Pres. Obama: “On Second Thought . . .”

Apparently the president has had a change of heart; or, as some might more cynically state it, he had a change of strategy thrust upon him by political necessity. The following is an excerpt from an MSN/NBC news release earlier today:

“President Barack Obama announced Friday that the administration will not require religious-affiliated institutions to cover birth control for their employees.

Instead, the White House is demanding that insurance companies be responsible for providing free contraception.”

In a post earlier this week we questioned the legitimacy of the initially announced policy which required the coverage which today’s announcement rescinds. Though undoubtedly politically motivated, I think it was the right decision, given the current state of health care payment in this land of ours.

But the second statement harkens back to a comment from a good friend in response to that initial post. Note the language used. The government is making demands on private insurers. That this is happening at all is of significant concern; that it is happening over this particular issue is incomprehensible, unless one recognizes that here, too, political capital is at the center. Specifically, that which comes from a certain segment of the population for whom everything revolves around obliterating any differences between men and women (who really wants that world?). The demand is that contraception–not childhood vaccinations, not absolutely needed medicines for the very young, old, or poor, not various cancer screening procedures (including mammograms)–be provided at no cost. How does that work, other than to cover the cost by adding it to everything else? But we’re not supposed to know that.

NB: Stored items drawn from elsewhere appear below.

// Copyright 2021-2022 Farcaster Devs
//
// This library is free software; you can redistribute it and/or
// modify it under the terms of the GNU Lesser General Public
// License as published by the Free Software Foundation; either
// version 3 of the License, or (at your option) any later version.
//
// This library is distributed in the hope that it will be useful,
// but WITHOUT ANY WARRANTY; without even the implied warranty of
// MERCHANTABILITY or FITNESS FOR A PARTICULAR PURPOSE. See the GNU
// Lesser General Public License for more details.
//
// You should have received a copy of the GNU Lesser General Public
// License along with this library; if not, write to the Free Software
// Foundation, Inc., 51 Franklin Street, Fifth Floor, Boston, MA 02110-1301, USA

//! Canonical encoding used to serialize and parse contract data such as secrets, timelocks or
//! fully signed transactions.
//!
//! Implementation on blockchain foreign types with [`CanonicalBytes`] must follow the strict
//! consensus encoding from the blockchain itself, without any length prefix.

use hex::encode as hex_encode;
use thiserror::Error;

use std::error;

/// Encoding and decoding errors and data transformation errors (when parsing values from
/// strings, configuration files, or raw bytes).
#[derive(Error, Debug)]
pub enum Error {
    /// The type is not defined in the consensus.
    #[error("Unknown consensus type")]
    UnknownType,
    /// A generic parsing error.
    #[error("Parsing error: {0}")]
    ParseFailed(&'static str),
    /// Any Consensus error not part of this list.
    #[error("Consensus error: {0}")]
    Other(Box<dyn error::Error + Send + Sync>),
}

impl Error {
    /// Creates a new error of type [`Self::Other`] with an arbitrary payload. Useful to carry
    /// lower-level errors.
    pub fn new<E>(error: E) -> Self
    where
        E: Into<Box<dyn error::Error + Send + Sync>>,
    {
        Self::Other(error.into())
    }

    /// Consumes the `Error`, returning its inner error (if any).
    ///
    /// If this [`enum@Error`] was constructed via [`new`] then this function will return [`Some`],
    /// otherwise it will return [`None`].
    ///
    /// [`new`]: Error::new
    ///
    pub fn into_inner(self) -> Option<Box<dyn error::Error + Send + Sync>> {
        match self {
            Self::Other(error) => Some(error),
            _ => None,
        }
    }
}

/// Data represented in a canonical bytes format. The implementer **MUST** use the strict encoding
/// dictated by the blockchain consensus without any length prefix.
pub trait CanonicalBytes {
    /// Returns the canonical bytes representation of the element.
    fn as_canonical_bytes(&self) -> Vec<u8>;

    /// Parse a supposedly canonical bytes representation of an element and return it, return an
    /// error if not canonical.
    fn from_canonical_bytes(bytes: &[u8]) -> Result<Self, Error>
    where
        Self: Sized;
}

impl<T> CanonicalBytes for Option<T>
where
    T: CanonicalBytes,
{
    fn as_canonical_bytes(&self) -> Vec<u8> {
        match self {
            Some(t) => t.as_canonical_bytes(),
            None => vec![],
        }
    }

    fn from_canonical_bytes(bytes: &[u8]) -> Result<Self, Error>
    where
        Self: Sized,
    {
        match bytes.len() {
            0 => Ok(None),
            _ => Ok(Some(T::from_canonical_bytes(bytes)?)),
        }
    }
}

/// Encode an element into its canonical hex-encoded string.
pub fn canonical_hex<T: CanonicalBytes + ?Sized>(data: &T) -> String {
    hex_encode(data.as_canonical_bytes())
}

/// Parse an element from a hex-encoded string of its canonical bytes.
pub fn from_canonical_hex<T: CanonicalBytes>(s: &str) -> Result<T, Error> {
    let bytes = hex::decode(s).map_err(Error::new)?;
    T::from_canonical_bytes(&bytes)
}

My real beef is not specifically about the contraception issue; this matter serves only to highlight the role that we have allowed our governing authorities to take in today’s culture. If health care is the province of the government, even in the limited role of who pays for coverage of which conditions, then it is unavoidable that decisions such as this have to be made. And they will always be made with an eye toward the electorate, or that portion of which is perceived to be most in need of schmoozing. I don’t think the Obama administration is essentially different from any other in this regard: if there is an area in which the government has significant influence, it will exercise that influence with a finger to the wind. A decade ago the concern was homeland security; before that it was education; today it’s health care; in another time it was crime or national defense, housing, or poverty.

The underlying question is that of how we should order our lives together in the day in which we live. Democrats and Republicans have different conceptions of the answer. And so should Christians, but it must be their own, not one adopted from or simply ceded to either of those parties for definition. And that vision, something I have alluded to several times recently, needs to include this matter of health care. For all the faults of the Obama package–and there are many, some of which we haven’t yet found simply because of the size of the bills involved–we should not lose sight of the fundamental problem it sought to address. Too many people cannot pay for adequate care because of sky-rocketing, unregulated costs. Take away “Obama Care” and that problem is still there.

The shaping of that Christian vision might begin by noting the foundational role Christian churches and individuals played in the establishing of hospitals. They were for love and care in the name of Jesus, not for profit. That principle should always be in mind with any aspect of the vision of the good–tempered only as much as necessary by the very real fact that it must all be paid for. That balance will always be challenging to identify, let alone achieve; but this difficulty cannot keep us from seeing and working toward a better way. One that gives second thoughts for other than political reasons.